Meski sedang bertugas, perawat di RSUD Sidoarjo tetap gunakan hak suaranya untuk nyoblos dalam Pileg 2014 pada 9 April kemarin. [ali/bhirawa]

Sidoarjo, Bhirawa
Angka Golput di Kab Sidoarjo dalam Pileg 9 April kemarin tak bisa dihindari.
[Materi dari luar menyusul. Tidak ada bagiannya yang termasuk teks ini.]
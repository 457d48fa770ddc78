use std::sync::atomic::{AtomicUsize, Ordering};
use std::sync::Arc;
use std::time::Duration;

use riconferme_engine::{
    params, ApiError, CookieJar, CookieStore, Method, ReqwestTransport, RequestEngine,
    TransportErrorKind, TransportSettings,
};
use serde_json::json;
use wiremock::matchers::{body_string_contains, header, method, path, query_param};
use wiremock::{Mock, MockServer, Request, Respond, ResponseTemplate};

mod support;
use support::ReplayTransport;

fn fast_settings() -> TransportSettings {
    TransportSettings {
        request_timeout: Duration::from_millis(200),
        ..TransportSettings::default()
    }
}

fn engine_for(server: &MockServer) -> RequestEngine {
    let transport = ReqwestTransport::new(fast_settings()).expect("client builds");
    RequestEngine::new(format!("{}/w/api.php", server.uri()), Arc::new(transport))
}

/// Delays only the first `slow` requests past the client timeout.
struct SlowThenFast {
    slow: usize,
    seen: AtomicUsize,
}

impl Respond for SlowThenFast {
    fn respond(&self, _request: &Request) -> ResponseTemplate {
        let n = self.seen.fetch_add(1, Ordering::SeqCst);
        let template = ResponseTemplate::new(200).set_body_json(json!({"query": {"ok": true}}));
        if n < self.slow {
            template.set_delay(Duration::from_millis(1500))
        } else {
            template
        }
    }
}

#[tokio::test]
async fn get_requests_carry_format_parameters_and_cookies() {
    let server = MockServer::start().await;
    Mock::given(method("GET"))
        .and(path("/w/api.php"))
        .and(query_param("action", "query"))
        .and(query_param("format", "json"))
        .and(query_param("formatversion", "2"))
        .and(header("cookie", "session=abc"))
        .respond_with(
            ResponseTemplate::new(200)
                .insert_header("set-cookie", "UserName=Bot; path=/; secure")
                .set_body_json(json!({"query": {"general": {}}})),
        )
        .expect(1)
        .mount(&server)
        .await;

    let engine = engine_for(&server);
    let mut jar = CookieJar::new();
    jar.store("session", "abc");

    let body = engine
        .execute_single(&mut jar, Method::Get, &params([("action", "query")]))
        .await
        .expect("request ok");

    assert_eq!(body["query"]["general"], json!({}));
    assert_eq!(jar.get("UserName"), Some("Bot"));
    let received = server.received_requests().await.unwrap();
    assert!(!received[0].url.query().unwrap_or_default().contains("maxlag"));
}

#[tokio::test]
async fn post_requests_add_maxlag() {
    let server = MockServer::start().await;
    Mock::given(method("POST"))
        .and(path("/w/api.php"))
        .and(body_string_contains("action=edit"))
        .and(body_string_contains("maxlag=5"))
        .and(body_string_contains("text=a+b%26c"))
        .respond_with(
            ResponseTemplate::new(200).set_body_json(json!({"edit": {"result": "Success"}})),
        )
        .expect(1)
        .mount(&server)
        .await;

    let engine = engine_for(&server);
    let mut jar = CookieJar::new();
    engine
        .execute_single(
            &mut jar,
            Method::Post,
            &params([("action", "edit"), ("text", "a b&c")]),
        )
        .await
        .expect("post ok");
}

#[tokio::test]
async fn basic_client_still_reaches_the_api() {
    let server = MockServer::start().await;
    Mock::given(method("POST"))
        .and(path("/w/api.php"))
        .and(body_string_contains("action=edit"))
        .and(header("cookie", "session=abc"))
        .respond_with(
            ResponseTemplate::new(200).set_body_json(json!({"edit": {"result": "Success"}})),
        )
        .expect(1)
        .mount(&server)
        .await;

    let transport = ReqwestTransport::basic().expect("default client builds");
    let engine = RequestEngine::new(format!("{}/w/api.php", server.uri()), Arc::new(transport));
    let mut jar = CookieJar::new();
    jar.store("session", "abc");
    let body = engine
        .execute_single(&mut jar, Method::Post, &params([("action", "edit")]))
        .await
        .expect("post ok");
    assert_eq!(body["edit"]["result"], "Success");
}

#[tokio::test]
async fn timeout_is_retried_once() {
    let server = MockServer::start().await;
    Mock::given(method("GET"))
        .respond_with(SlowThenFast {
            slow: 1,
            seen: AtomicUsize::new(0),
        })
        .expect(2)
        .mount(&server)
        .await;

    let engine = engine_for(&server);
    let body = engine
        .execute_single(&mut CookieJar::new(), Method::Get, &params([("action", "query")]))
        .await
        .expect("second attempt succeeds");
    assert_eq!(body["query"]["ok"], true);
}

#[tokio::test]
async fn second_timeout_is_fatal() {
    let server = MockServer::start().await;
    Mock::given(method("GET"))
        .respond_with(SlowThenFast {
            slow: 2,
            seen: AtomicUsize::new(0),
        })
        .expect(2)
        .mount(&server)
        .await;

    let engine = engine_for(&server);
    let err = engine
        .execute_single(&mut CookieJar::new(), Method::Get, &params([("action", "query")]))
        .await
        .unwrap_err();
    assert!(err.is_timeout(), "unexpected error {err:?}");
}

#[tokio::test]
async fn http_errors_are_not_retried() {
    let server = MockServer::start().await;
    Mock::given(method("GET"))
        .respond_with(ResponseTemplate::new(503))
        .expect(1)
        .mount(&server)
        .await;

    let engine = engine_for(&server);
    let err = engine
        .execute_single(&mut CookieJar::new(), Method::Get, &params([("action", "query")]))
        .await
        .unwrap_err();
    match err {
        ApiError::Transport(err) => assert_eq!(err.kind, TransportErrorKind::HttpStatus(503)),
        other => panic!("unexpected error {other:?}"),
    }
}

#[tokio::test]
async fn api_error_and_invalid_json_are_classified() {
    let transport = Arc::new(ReplayTransport::new());
    transport.push_json(json!({"error": {"code": "protectedpage", "info": "locked"}}));
    transport.push(Ok(riconferme_engine::HttpResponse::json("<html>")));
    let engine = RequestEngine::new("https://it.example.org/w/api.php", transport.clone());
    let mut jar = CookieJar::new();

    let protected = engine
        .execute_single(&mut jar, Method::Post, &params([("action", "edit")]))
        .await;
    assert_eq!(protected, Err(ApiError::ProtectedPage("locked".into())));

    let garbled = engine
        .execute_single(&mut jar, Method::Get, &params([("action", "query")]))
        .await;
    assert!(matches!(garbled, Err(ApiError::UnexpectedResponse(_))));
}

#[tokio::test]
async fn continuation_merges_into_original_parameters() {
    let transport = Arc::new(ReplayTransport::new());
    transport.push_json(json!({
        "continue": {"aufrom": "Carol", "continue": "-||"},
        "query": {"allusers": [{"name": "Alice"}, {"name": "Bob"}]}
    }));
    transport.push_json(json!({
        "query": {"allusers": [{"name": "Carol"}]}
    }));
    let engine = RequestEngine::new("https://it.example.org/w/api.php", transport.clone());
    let mut jar = CookieJar::new();

    let results = engine
        .execute_as_query(
            &mut jar,
            params([("action", "query"), ("list", "allusers"), ("augroup", "sysop"), ("aulimit", "max")]),
        )
        .unwrap();
    let names: Vec<String> = results
        .collect_all()
        .await
        .unwrap()
        .into_iter()
        .map(|u| u["name"].as_str().unwrap().to_string())
        .collect();

    assert_eq!(names, ["Alice", "Bob", "Carol"]);
    let requests = transport.requests();
    assert_eq!(requests.len(), 2);
    assert_eq!(requests[0].param("aufrom"), None);
    assert_eq!(requests[1].param("aufrom"), Some("Carol"));
    assert_eq!(requests[1].param("augroup"), Some("sysop"));
    assert_eq!(requests[1].param("continue"), Some("-||"));
}

#[tokio::test]
async fn numeric_limit_stops_continuation() {
    let transport = Arc::new(ReplayTransport::new());
    transport.push_json(json!({
        "continue": {"rvcontinue": "123", "continue": "||"},
        "query": {"pages": [{"title": "P", "revisions": [{"revid": 1}]}]}
    }));
    let engine = RequestEngine::new("https://it.example.org/w/api.php", transport.clone());
    let mut jar = CookieJar::new();

    let pages = engine
        .execute_as_query(
            &mut jar,
            params([("action", "query"), ("prop", "revisions"), ("titles", "P"), ("rvlimit", "1")]),
        )
        .unwrap()
        .collect_all()
        .await
        .unwrap();

    assert_eq!(pages.len(), 1);
    assert_eq!(transport.requests().len(), 1);
}

#[tokio::test]
async fn only_queries_can_continue() {
    let engine = RequestEngine::new("https://it.example.org/w/api.php", Arc::new(ReplayTransport::new()));
    let mut jar = CookieJar::new();
    let err = engine
        .execute_as_query(&mut jar, params([("action", "edit")]))
        .err();
    assert_eq!(err, Some(ApiError::NotAQuery("edit".into())));
}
Salah satunya dari pasien-pasien yang sedang di rawat di RS. Di RSUD Sidoarjo, petugas dari TPS 8, Dusun Sidowayah, Kel Celep, Kec Sidoarjo, yang jemput bola ke RSUD tak sampai keliling ke kamar-kamar pasien yang dirawat di RS Pemkab Sidoarjo itu.
”Harapan kita sebenarnya bisa keliling ke kamar-kamar pasien, tapi petugas terbatas sehingga tak bisa kita lakukan,” ungkap Riyatin Sudari, petugas TPS 9 Dusun Sidowayah, Kel Celep, yang diperbantukan TPS 8 untuk melayani masyarakat yang ada di RSUD Sidoarjo, Rabu ( 9/4) kemarin.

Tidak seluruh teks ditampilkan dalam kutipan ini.